• **Brief**:
Nothing may be dropped or added when the entries below are copied.

━━ Material provided

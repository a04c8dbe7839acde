//! Reactive Array Mutation
//!
//! Array indices are never intercepted. Instead, the operations that mutate
//! an array in place are the only ones that notify: on an observed array each
//! of them performs the mutation, observes the elements it inserted, and
//! notifies the array's collection Dep. On an unobserved array they are plain
//! mutations.
//!
//! The collection Dep is notified on every call, even when the call turned
//! out to change nothing (popping an empty array, for instance).

use std::cmp::Ordering;

use super::runtime::Runtime;
use crate::error::{ReactiveError, Result};
use crate::value::{ArrayRef, Value};

impl ArrayRef {
    /// Append `items`, returning the new length.
    pub fn push(&self, runtime: &Runtime, items: impl IntoIterator<Item = Value>) -> Result<usize> {
        let inserted: Vec<Value> = items.into_iter().collect();
        self.ensure_can_grow(inserted.len())?;
        let len = self.with_items_mut(|vec| {
            vec.extend(inserted.iter().cloned());
            vec.len()
        });
        self.mutated(runtime, &inserted)?;
        Ok(len)
    }

    /// Remove and return the last element (`Undefined` if empty).
    pub fn pop(&self, runtime: &Runtime) -> Result<Value> {
        let removed = self.with_items_mut(|vec| vec.pop()).unwrap_or_default();
        self.mutated(runtime, &[])?;
        Ok(removed)
    }

    /// Remove and return the first element (`Undefined` if empty).
    pub fn shift(&self, runtime: &Runtime) -> Result<Value> {
        let removed = self.with_items_mut(|vec| (!vec.is_empty()).then(|| vec.remove(0)));
        self.mutated(runtime, &[])?;
        Ok(removed.unwrap_or_default())
    }

    /// Prepend `items`, returning the new length.
    pub fn unshift(
        &self,
        runtime: &Runtime,
        items: impl IntoIterator<Item = Value>,
    ) -> Result<usize> {
        let inserted: Vec<Value> = items.into_iter().collect();
        self.ensure_can_grow(inserted.len())?;
        let len = self.with_items_mut(|vec| {
            vec.splice(0..0, inserted.iter().cloned());
            vec.len()
        });
        self.mutated(runtime, &inserted)?;
        Ok(len)
    }

    /// Remove `delete_count` elements starting at `start` and insert `items`
    /// in their place. Both bounds are clamped to the array. Returns the
    /// removed elements.
    pub fn splice(
        &self,
        runtime: &Runtime,
        start: usize,
        delete_count: usize,
        items: impl IntoIterator<Item = Value>,
    ) -> Result<Vec<Value>> {
        let inserted: Vec<Value> = items.into_iter().collect();
        let len = self.len();
        let start = start.min(len);
        let end = start + delete_count.min(len - start);
        self.ensure_can_grow(inserted.len().saturating_sub(end - start))?;

        let removed: Vec<Value> = self.with_items_mut(|vec| {
            vec.splice(start..end, inserted.iter().cloned()).collect()
        });
        self.mutated(runtime, &inserted)?;
        Ok(removed)
    }

    /// Sort in place by string value, with `Undefined` last.
    pub fn sort(&self, runtime: &Runtime) -> Result<()> {
        self.sort_by(runtime, default_order)
    }

    /// Sort in place with a comparator, stably, with `Undefined` last.
    ///
    /// The comparator runs on a copy of the elements, so it may read this
    /// array. It does not have to be a total order: an inconsistent
    /// comparator yields an unspecified permutation, never a panic.
    pub fn sort_by(
        &self,
        runtime: &Runtime,
        mut compare: impl FnMut(&Value, &Value) -> Ordering,
    ) -> Result<()> {
        let (defined, undefined): (Vec<Value>, Vec<Value>) =
            self.to_vec().into_iter().partition(|item| !item.is_undefined());
        let mut items = merge_sort_by(defined, &mut compare);
        items.extend(undefined);
        self.with_items_mut(|vec| *vec = items);
        self.mutated(runtime, &[])
    }

    pub fn reverse(&self, runtime: &Runtime) -> Result<()> {
        self.with_items_mut(|vec| vec.reverse());
        self.mutated(runtime, &[])
    }

    pub(crate) fn ensure_can_grow(&self, added: usize) -> Result<()> {
        if added > 0 && !self.is_extensible() {
            return Err(ReactiveError::NotExtensible(self.len().to_string()));
        }
        Ok(())
    }

    fn mutated(&self, runtime: &Runtime, inserted: &[Value]) -> Result<()> {
        if let Some(observer) = self.observer() {
            if !inserted.is_empty() {
                observer.observe_array(runtime, inserted);
            }
            observer.dep().notify(runtime)?;
        }
        Ok(())
    }
}

fn default_order(a: &Value, b: &Value) -> Ordering {
    a.to_display_string().cmp(&b.to_display_string())
}

/// Top-down merge sort. Only ever asks whether the right element sorts
/// strictly before the left one, so any comparator result is acceptable.
fn merge_sort_by<F>(mut items: Vec<Value>, compare: &mut F) -> Vec<Value>
where
    F: FnMut(&Value, &Value) -> Ordering,
{
    if items.len() <= 1 {
        return items;
    }
    let right = items.split_off(items.len() / 2);
    let left = merge_sort_by(items, compare);
    let right = merge_sort_by(right, compare);

    let mut merged = Vec::with_capacity(left.len() + right.len());
    let mut left = left.into_iter().peekable();
    let mut right = right.into_iter().peekable();
    while let (Some(a), Some(b)) = (left.peek(), right.peek()) {
        if compare(b, a) == Ordering::Less {
            merged.extend(right.next());
        } else {
            merged.extend(left.next());
        }
    }
    merged.extend(left);
    merged.extend(right);
    merged
}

━━━━

• **Task solution**:
repository a04c8dbe7839acde
//! Reactive Array Mutation
//!
//! Array indices are never intercepted. Instead, the operations that mutate
//! an array in place are the only ones that notify: on an observed array each
//! of them performs the mutation, observes the elements it inserted, and
//! notifies the array's collection Dep. On an unobserved array they are plain
//! mutations.
//!
//! The collection Dep is notified on every call, even when the call turned
//! out to change nothing (popping an empty array, for instance).

use std::cmp::Ordering;

use super::runtime::Runtime;
use crate::error::{ReactiveError, Result};
use crate::value::{ArrayRef, Value};

impl ArrayRef {
    /// Append `items`, returning the new length.
    pub fn push(&self, runtime: &Runtime, items: impl IntoIterator<Item = Value>) -> Result<usize> {
        let inserted: Vec<Value> = items.into_iter().collect();
        self.ensure_can_grow(inserted.len())?;
        let len = self.with_items_mut(|vec| {
            vec.extend(inserted.iter().cloned());
            vec.len()
        });
        self.mutated(runtime, &inserted)?;
        Ok(len)
    }

    /// Remove and return the last element (`Undefined` if empty).
    pub fn pop(&self, runtime: &Runtime) -> Result<Value> {
        let removed = self.with_items_mut(|vec| vec.pop()).unwrap_or_default();
        self.mutated(runtime, &[])?;
        Ok(removed)
    }

    /// Remove and return the first element (`Undefined` if empty).
    pub fn shift(&self, runtime: &Runtime) -> Result<Value> {
        let removed = self.with_items_mut(|vec| (!vec.is_empty()).then(|| vec.remove(0)));
        self.mutated(runtime, &[])?;
        Ok(removed.unwrap_or_default())
    }

    /// Prepend `items`, returning the new length.
    pub fn unshift(
        &self,
        runtime: &Runtime,
        items: impl IntoIterator<Item = Value>,
    ) -> Result<usize> {
        let inserted: Vec<Value> = items.into_iter().collect();
        self.ensure_can_grow(inserted.len())?;
        let len = self.with_items_mut(|vec| {
            vec.splice(0..0, inserted.iter().cloned());
            vec.len()
        });
        self.mutated(runtime, &inserted)?;
        Ok(len)
    }

    /// Remove `delete_count` elements starting at `start` and insert `items`
    /// in their place. Both bounds are clamped to the array. Returns the
    /// removed elements.
    pub fn splice(
        &self,
        runtime: &Runtime,
        start: usize,
        delete_count: usize,
        items: impl IntoIterator<Item = Value>,
    ) -> Result<Vec<Value>> {
        let inserted: Vec<Value> = items.into_iter().collect();
        let len = self.len();
        let start = start.min(len);
        let end = start + delete_count.min(len - start);
        self.ensure_can_grow(inserted.len().saturating_sub(end - start))?;

        let removed: Vec<Value> = self.with_items_mut(|vec| {
            vec.splice(start..end, inserted.iter().cloned()).collect()
        });
        self.mutated(runtime, &inserted)?;
        Ok(removed)
    }

    /// Sort in place by string value, with `Undefined` last.
    pub fn sort(&self, runtime: &Runtime) -> Result<()> {
        self.sort_by(runtime, default_order)
    }

    /// Sort in place with a comparator, stably, with `Undefined` last.
    ///
    /// The comparator runs on a copy of the elements, so it may read this
    /// array. It does not have to be a total order: an inconsistent
    /// comparator yields an unspecified permutation, never a panic.
    pub fn sort_by(
        &self,
        runtime: &Runtime,
        mut compare: impl FnMut(&Value, &Value) -> Ordering,
    ) -> Result<()> {
        let (defined, undefined): (Vec<Value>, Vec<Value>) =
            self.to_vec().into_iter().partition(|item| !item.is_undefined());
        let mut items = merge_sort_by(defined, &mut compare);
        items.extend(undefined);
        self.with_items_mut(|vec| *vec = items);
        self.mutated(runtime, &[])
    }

    pub fn reverse(&self, runtime: &Runtime) -> Result<()> {
        self.with_items_mut(|vec| vec.reverse());
        self.mutated(runtime, &[])
    }

    pub(crate) fn ensure_can_grow(&self, added: usize) -> Result<()> {
        if added > 0 && !self.is_extensible() {
            return Err(ReactiveError::NotExtensible(self.len().to_string()));
        }
        Ok(())
    }

    fn mutated(&self, runtime: &Runtime, inserted: &[Value]) -> Result<()> {
        if let Some(observer) = self.observer() {
            if !inserted.is_empty() {
                observer.observe_array(runtime, inserted);
            }
            observer.dep().notify(runtime)?;
        }
        Ok(())
    }
}

fn default_order(a: &Value, b: &Value) -> Ordering {
    a.to_display_string().cmp(&b.to_display_string())
}

/// Top-down merge sort. Only ever asks whether the right element sorts
/// strictly before the left one, so any comparator result is acceptable.
fn merge_sort_by<F>(mut items: Vec<Value>, compare: &mut F) -> Vec<Value>
where
    F: FnMut(&Value, &Value) -> Ordering,
{
    if items.len() <= 1 {
        return items;
    }
    let right = items.split_off(items.len() / 2);
    let left = merge_sort_by(items, compare);
    let right = merge_sort_by(right, compare);

    let mut merged = Vec::with_capacity(left.len() + right.len());
    let mut left = left.into_iter().peekable();
    let mut right = right.into_iter().peekable();
    while let (Some(a), Some(b)) = (left.peek(), right.peek()) {
        if compare(b, a) == Ordering::Less {
            merged.extend(right.next());
        } else {
            merged.extend(left.next());
        }
    }
    merged.extend(left);
    merged.extend(right);
    merged
}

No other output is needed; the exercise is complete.